"I changed first...so can other men"

Volunteer

"One day, when I returned from work, Ms. Glenda and Mr. Martin from Pro-Familia were at my house. I heard what the volunteering was about, regarding the education of the men in the community, how to teach how to stop machismo, to be less violent, how to give the talks and visit the clients. They also talked about the contraceptive methods, medicines and many things that would change people's lives. The proposal seemed important to me and I accepted, since I like to work for my people," recalls José. 

In 2008, the Asociación Demográfica Salvadoreña (Pro-Familia) developed a project focusing on sexual and reproductive health and the active participation of men in rural areas. It concentrated specifically on the integration of male participation in sexual and reproductive healthcare. Since 2014, the project has been integrated into the Community-Based Programme as part of the provision of healthcare for rural men. 

"When I gave the talks on masculinities, they questioned me: 'Why can't you scream at home, if you're the man?' Or 'who do you think you are to say those things?', questions that I also asked myself once", says José. "Thanks to the training I have had and the support of the Pro-Familia staff, I have managed to learn and clarify my doubts. I take care of my own health, I share the responsibilities at home, I take care of my two-year-old son – before volunteering, I thought it was a woman’s job, I didn't do that." 

Ensuring access to information and contraception  

Educational activities in sexual and reproductive health remain a challenge, but Pro-Familia is committed to delivering their strategy. The role of the health promoter is to advocate – with other men – the use of contraception, counselling couples, and providing supplies (especially condoms) and medicines.  

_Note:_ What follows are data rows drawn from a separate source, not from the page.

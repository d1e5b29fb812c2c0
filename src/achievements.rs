//! Collectible achievements earned from logged trips.

use std::collections::BTreeSet;

use jiff::Timestamp;
use jiff::civil::time;

use crate::model::{Achievement, TripReport};
use crate::storage::{self, Store};

/// The fixed catalogue, in display order.
pub static CATALOG: [Achievement; 8] = [
    Achievement {
        id: "first-trip",
        title: "Primer parte",
        description: "Registra tu primera jornada de pesca.",
    },
    Achievement {
        id: "ten-catches",
        title: "Diez capturas",
        description: "Acumula 10 capturas entre todos tus partes.",
    },
    Achievement {
        id: "fifty-catches",
        title: "Cincuenta capturas",
        description: "Acumula 50 capturas entre todos tus partes.",
    },
    Achievement {
        id: "five-species",
        title: "Coleccionista",
        description: "Captura 5 especies distintas.",
    },
    Achievement {
        id: "three-trip-types",
        title: "Todoterreno",
        description: "Pesca en 3 modalidades distintas.",
    },
    Achievement {
        id: "big-day",
        title: "Gran jornada",
        description: "Consigue 5 o más capturas en un mismo parte.",
    },
    Achievement {
        id: "early-bird",
        title: "Madrugador",
        description: "Empieza una jornada antes de las 7:00.",
    },
    Achievement {
        id: "survey-done",
        title: "Opinión de pescador",
        description: "Completa la encuesta de la aplicación.",
    },
];

pub fn find(id: &str) -> Option<&'static Achievement> {
    CATALOG.iter().find(|a| a.id == id)
}

/// Every achievement the given history earns.
pub fn evaluate(reports: &[TripReport], survey_done: bool) -> Vec<&'static Achievement> {
    let total: u64 = reports.iter().map(|r| u64::from(r.total_count)).sum();
    let species: BTreeSet<String> = reports
        .iter()
        .flat_map(|r| &r.catches)
        .map(|c| c.species.to_lowercase())
        .collect();
    let trip_types: BTreeSet<_> = reports.iter().map(|r| r.trip_type).collect();
    let early = time(7, 0, 0, 0);

    CATALOG
        .iter()
        .filter(|a| match a.id {
            "first-trip" => !reports.is_empty(),
            "ten-catches" => total >= 10,
            "fifty-catches" => total >= 50,
            "five-species" => species.len() >= 5,
            "three-trip-types" => trip_types.len() >= 3,
            "big-day" => reports.iter().any(|r| r.total_count >= 5),
            "early-bird" => reports
                .iter()
                .any(|r| r.start_time.is_some_and(|t| t < early)),
            "survey-done" => survey_done,
            _ => false,
        })
        .collect()
}

/// Re-evaluates a user's achievements and stores any new unlocks.
///
/// Returns only the achievements unlocked by this call.
pub fn refresh(
    store: &dyn Store,
    user_id: &str,
    now: Timestamp,
) -> storage::Result<Vec<&'static Achievement>> {
    let reports = store.list_reports(user_id, None)?;
    let survey_done = store.has_completed_survey(user_id)?;
    let earned: Vec<&str> = evaluate(&reports, survey_done)
        .into_iter()
        .map(|a| a.id)
        .collect();
    let unlocked = store.unlock_achievements(user_id, &earned, now)?;
    Ok(unlocked.iter().filter_map(|id| find(id)).collect())
}

#[cfg(test)]
mod tests {
    use super::*;

    use std::collections::BTreeMap;

    use jiff::civil::date;
    use tempfile::TempDir;
    use uuid::Uuid;

    use crate::model::{Catch, STATUS_COMPLETED, TripType};
    use crate::storage::{ReportStore, Storage};

    fn report(catches: &[(&str, u32)], trip_type: TripType) -> TripReport {
        let catches: Vec<Catch> = catches
            .iter()
            .map(|(species, count)| Catch {
                species: (*species).into(),
                count: *count,
                observation: None,
            })
            .collect();
        TripReport {
            id: Uuid::new_v4(),
            user_id: "marina".into(),
            date: date(2024, 5, 11),
            start_time: None,
            end_time: None,
            duration_minutes: None,
            total_count: catches.iter().map(|c| c.count).sum(),
            catches,
            trip_type,
            rods: 1,
            location: None,
            photos: vec![],
            transcript: None,
            user_info: BTreeMap::new(),
            created_at: Timestamp::now(),
            status: STATUS_COMPLETED.into(),
        }
    }

    fn ids(achievements: &[&Achievement]) -> Vec<&'static str> {
        achievements.iter().map(|a| a.id).collect()
    }

    #[test]
    fn catalogue_ids_are_unique() {
        let unique: BTreeSet<_> = CATALOG.iter().map(|a| a.id).collect();
        assert_eq!(unique.len(), CATALOG.len());
    }

    #[test]
    fn nothing_earned_without_activity() {
        assert!(evaluate(&[], false).is_empty());
        assert_eq!(ids(&evaluate(&[], true)), vec!["survey-done"]);
    }

    #[test]
    fn first_trip_and_big_day() {
        let earned = evaluate(&[report(&[("Lubina", 5)], TripType::Shore)], false);
        assert_eq!(ids(&earned), vec!["first-trip", "big-day"]);
    }

    #[test]
    fn totals_add_up_across_reports() {
        let reports = vec![
            report(&[("Lubina", 4)], TripType::Shore),
            report(&[("Dorada", 3), ("Sargo", 3)], TripType::Boat),
        ];
        let earned = ids(&evaluate(&reports, false));
        assert!(earned.contains(&"ten-catches"));
        assert!(!earned.contains(&"fifty-catches"));
    }

    #[test]
    fn history_totals_do_not_overflow() {
        let mut big = report(&[("Lubina", 1)], TripType::Shore);
        big.total_count = u32::MAX;
        let earned = ids(&evaluate(&[big.clone(), big], false));
        assert!(earned.contains(&"fifty-catches"));
    }

    #[test]
    fn species_are_counted_case_insensitively() {
        let reports = vec![
            report(&[("Lubina", 1), ("lubina", 1), ("Dorada", 1)], TripType::Shore),
            report(&[("Sargo", 1), ("Pargo", 1)], TripType::Kayak),
        ];
        assert!(!ids(&evaluate(&reports, false)).contains(&"five-species"));

        let mut more = reports;
        more.push(report(&[("Mero", 1)], TripType::Spearfishing));
        let earned = ids(&evaluate(&more, false));
        assert!(earned.contains(&"five-species"));
        assert!(earned.contains(&"three-trip-types"));
    }

    #[test]
    fn early_bird_needs_a_start_before_seven() {
        let mut trip = report(&[("Lubina", 1)], TripType::Shore);
        trip.start_time = Some(time(7, 0, 0, 0));
        assert!(!ids(&evaluate(&[trip.clone()], false)).contains(&"early-bird"));

        trip.start_time = Some(time(6, 45, 0, 0));
        assert!(ids(&evaluate(&[trip], false)).contains(&"early-bird"));
    }

    #[test]
    fn refresh_unlocks_once() {
        let dir = TempDir::new().unwrap();
        let storage = Storage::new(dir.path()).unwrap();
        storage
            .save_report(&report(&[("Lubina", 2)], TripType::Shore), &[])
            .unwrap();

        let first = refresh(&storage, "marina", Timestamp::now()).unwrap();
        assert_eq!(ids(&first), vec!["first-trip"]);

        let second = refresh(&storage, "marina", Timestamp::now()).unwrap();
        assert!(second.is_empty());
    }
}
//! Entity extraction: typed hints pulled out of free text.

use jiff::civil::Date;

use crate::report::parse;

use super::ServiceError;

/// What an extracted span of text refers to.
#[derive(Debug, Clone, Copy, PartialEq, Eq)]
pub enum EntityKind {
    Date,
    StartTime,
    EndTime,
    /// A species, optionally preceded by its count ("3 lubinas").
    Species,
    TripType,
    Rods,
    Location,
}

/// A typed span with the extractor's confidence in it (0.0 to 1.0).
#[derive(Debug, Clone, PartialEq)]
pub struct Entity {
    pub kind: EntityKind,
    pub text: String,
    pub confidence: f32,
}

impl Entity {
    pub fn new(kind: EntityKind, text: impl Into<String>, confidence: f32) -> Self {
        Self {
            kind,
            text: text.into(),
            confidence,
        }
    }
}

/// Finds trip details in free text.
///
/// Callers must cope with an empty result and with low-confidence entities.
pub trait EntityExtractor {
    fn extract(&self, text: &str, today: Date) -> Result<Vec<Entity>, ServiceError>;
}

/// Longest message the rule extractor will scan, in characters.
pub const MAX_MESSAGE_CHARS: usize = 2_000;

/// Extractor built on the local Spanish parsers.
#[derive(Debug, Clone, Copy, Default)]
pub struct RuleExtractor;

impl EntityExtractor for RuleExtractor {
    fn extract(&self, text: &str, today: Date) -> Result<Vec<Entity>, ServiceError> {
        let chars = text.chars().count();
        if chars > MAX_MESSAGE_CHARS {
            return Err(ServiceError::Extraction(format!(
                "message of {chars} characters exceeds {MAX_MESSAGE_CHARS}"
            )));
        }
        let mut entities = Vec::new();

        if let Some(date) = parse::parse_date(text, today) {
            entities.push(Entity::new(EntityKind::Date, date.to_string(), 0.9));
        }
        let (start, end) = parse::parse_time_range(text);
        if let Some(start) = start {
            entities.push(Entity::new(
                EntityKind::StartTime,
                start.strftime("%H:%M").to_string(),
                0.8,
            ));
        }
        if let Some(end) = end {
            entities.push(Entity::new(
                EntityKind::EndTime,
                end.strftime("%H:%M").to_string(),
                0.8,
            ));
        }
        for catch in parse::parse_catches(text) {
            let text = match catch.count {
                Some(n) => format!("{n} {}", catch.species),
                None => catch.species,
            };
            entities.push(Entity::new(EntityKind::Species, text, 0.85));
        }
        if let Some(trip_type) = parse::parse_trip_type(text) {
            entities.push(Entity::new(EntityKind::TripType, trip_type.label(), 0.8));
        }
        if let Some(rods) = parse::parse_rods(text) {
            entities.push(Entity::new(EntityKind::Rods, format!("{rods} cañas"), 0.9));
        }
        if let Some(location) = parse::parse_location(text) {
            let confidence = if location.latitude.is_some() { 0.95 } else { 0.7 };
            entities.push(Entity::new(EntityKind::Location, location.name, confidence));
        }

        Ok(entities)
    }
}

#[cfg(test)]
mod tests {
    use super::*;

    use jiff::civil::date;

    fn kinds(entities: &[Entity]) -> Vec<EntityKind> {
        entities.iter().map(|e| e.kind).collect()
    }

    #[test]
    fn extracts_everything_from_a_rich_message() {
        let entities = RuleExtractor
            .extract(
                "Ayer pesqué en Cabo de Palos desde la orilla de 7 a 11 con 2 cañas: 3 lubinas y una dorada",
                date(2024, 5, 11),
            )
            .unwrap();
        assert_eq!(
            kinds(&entities),
            vec![
                EntityKind::Date,
                EntityKind::StartTime,
                EntityKind::EndTime,
                EntityKind::Species,
                EntityKind::Species,
                EntityKind::TripType,
                EntityKind::Rods,
                EntityKind::Location,
            ]
        );
        assert_eq!(entities[0].text, "2024-05-10");
        assert_eq!(entities[3].text, "3 Lubina");
        assert_eq!(entities[4].text, "1 Dorada");
        assert_eq!(entities[7].text, "Cabo de Palos");
    }

    #[test]
    fn oversized_message_is_an_extraction_error() {
        let text = format!("he pescado 3 lubinas {}", "y ".repeat(MAX_MESSAGE_CHARS));
        let err = RuleExtractor.extract(&text, date(2024, 5, 11)).unwrap_err();
        assert!(matches!(err, ServiceError::Extraction(_)));
        assert_eq!(
            err.user_message(),
            "No he podido analizar el mensaje; seguimos paso a paso."
        );
    }

    #[test]
    fn plain_chat_yields_nothing() {
        let entities = RuleExtractor
            .extract("¿qué cebo me recomiendas?", date(2024, 5, 11))
            .unwrap();
        assert!(entities.is_empty());
    }
}
//! Merkle trees backing the global state tree and the epoch trees.
//!
//! The global state tree is an append-only incremental tree: inserting a
//! leaf touches one node per level and yields the new root. Epoch trees are
//! sparse trees keyed by epoch key and only ever need a root, computed once
//! when the epoch is sealed.

use std::collections::BTreeMap;

use serde::{Deserialize, Serialize};
use zkrep_common::{hash_left_right, FieldElement};

/// `zeros[i]` is the root of an empty subtree of height `i`.
pub fn zero_hashes(depth: u32) -> Vec<FieldElement> {
    let mut zeros = Vec::with_capacity(depth as usize + 1);
    zeros.push(FieldElement::zero());
    for level in 0..depth as usize {
        let below = zeros[level];
        zeros.push(hash_left_right(&below, &below));
    }
    zeros
}

/// Append-only binary Merkle tree.
///
/// Persisted as `{depth, leaves}`; the frontier is rebuilt on load.
#[derive(Clone, Debug, PartialEq, Eq, Serialize, Deserialize)]
#[serde(try_from = "TreeRepr", into = "TreeRepr")]
pub struct IncrementalMerkleTree {
    depth: u32,
    zeros: Vec<FieldElement>,
    /// Left siblings on the path of the next insertion.
    frontier: Vec<FieldElement>,
    leaves: Vec<FieldElement>,
    root: FieldElement,
}

#[derive(Serialize, Deserialize)]
struct TreeRepr {
    depth: u32,
    leaves: Vec<FieldElement>,
}

impl IncrementalMerkleTree {
    pub fn new(depth: u32) -> Self {
        let zeros = zero_hashes(depth);
        let root = zeros[depth as usize];
        Self {
            depth,
            frontier: zeros[..depth as usize].to_vec(),
            zeros,
            leaves: Vec::new(),
            root,
        }
    }

    pub fn depth(&self) -> u32 {
        self.depth
    }

    pub fn capacity(&self) -> u64 {
        1u64 << self.depth
    }

    pub fn len(&self) -> u64 {
        self.leaves.len() as u64
    }

    pub fn is_empty(&self) -> bool {
        self.leaves.is_empty()
    }

    pub fn root(&self) -> FieldElement {
        self.root
    }

    pub fn leaves(&self) -> &[FieldElement] {
        &self.leaves
    }

    /// Appends `leaf` and returns the new root, or `None` when the tree is full.
    pub fn insert(&mut self, leaf: FieldElement) -> Option<FieldElement> {
        let mut index = self.len();
        if index >= self.capacity() {
            return None;
        }
        let mut node = leaf;
        for level in 0..self.depth as usize {
            if index & 1 == 0 {
                self.frontier[level] = node;
                node = hash_left_right(&node, &self.zeros[level]);
            } else {
                node = hash_left_right(&self.frontier[level], &node);
            }
            index >>= 1;
        }
        self.leaves.push(leaf);
        self.root = node;
        Some(node)
    }
}

impl TryFrom<TreeRepr> for IncrementalMerkleTree {
    type Error = String;

    fn try_from(repr: TreeRepr) -> Result<Self, Self::Error> {
        if !(1..=32).contains(&repr.depth) {
            return Err(format!("unsupported tree depth {}", repr.depth));
        }
        let mut tree = IncrementalMerkleTree::new(repr.depth);
        for leaf in repr.leaves {
            tree.insert(leaf)
                .ok_or_else(|| format!("too many leaves for depth {}", repr.depth))?;
        }
        Ok(tree)
    }
}

impl From<IncrementalMerkleTree> for TreeRepr {
    fn from(tree: IncrementalMerkleTree) -> Self {
        TreeRepr {
            depth: tree.depth,
            leaves: tree.leaves,
        }
    }
}

/// Root of a sparse tree of `depth` levels holding `leaves` (index → value).
///
/// Absent leaves are zero. Indices must be below `2^depth`.
pub fn sparse_merkle_root(depth: u32, leaves: &BTreeMap<u64, FieldElement>) -> FieldElement {
    let zeros = zero_hashes(depth);
    let mut level_nodes: BTreeMap<u64, FieldElement> = leaves
        .iter()
        .filter(|(_, value)| !value.is_zero())
        .map(|(index, value)| (*index, *value))
        .collect();

    for level in 0..depth as usize {
        let mut parents = BTreeMap::new();
        for (&index, node) in &level_nodes {
            let parent = index >> 1;
            if parents.contains_key(&parent) {
                continue;
            }
            let (left, right) = if index & 1 == 0 {
                let sibling = level_nodes.get(&(index | 1)).unwrap_or(&zeros[level]);
                (*node, *sibling)
            } else {
                let sibling = level_nodes.get(&(index & !1)).unwrap_or(&zeros[level]);
                (*sibling, *node)
            };
            parents.insert(parent, hash_left_right(&left, &right));
        }
        level_nodes = parents;
    }

    level_nodes
        .get(&0)
        .copied()
        .unwrap_or(zeros[depth as usize])
}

"I like the communication I have with the Pro-Familia staff, and the training reinforcements – they should keep it that way, because it's the way to learn and do things better in the community," he says. 

"The change begins with oneself and then transmits it to others. I gather men in talks, make visits to their homes, give guidance on prevention of sexually- transmitted infections, on family planning, and how not to be violent", says José. "Older adult men are more difficult to change." 

Volunteers
José with Lidia, another volunteer.

Increasing contraceptive use among men  

José has seen the positive change among men in his community and those small achievements encourage him to keep going.

"When men ask me about violence and condom use, I feel encouraged. For example: a co-worker uses a condom and confidently tells me that he does it because he learned from the talks he received, that motivates me to continue guiding towards new masculinities." 

The Community-Based Program has a special fund for clients who are referred by promoters for a voluntary surgical contraception (VSC) procedure, so the service is free of charge for clients. In this regard, José is aware that there is still work to be done: "The issue of vasectomy is difficult with men in the community, the challenges continue." 

"In the community, young people 'get to live together' [marital union] at an early age. Maybe I cannot change that, but I can help them to be better people, to respect each other. Just as I changed, so can other men," says José.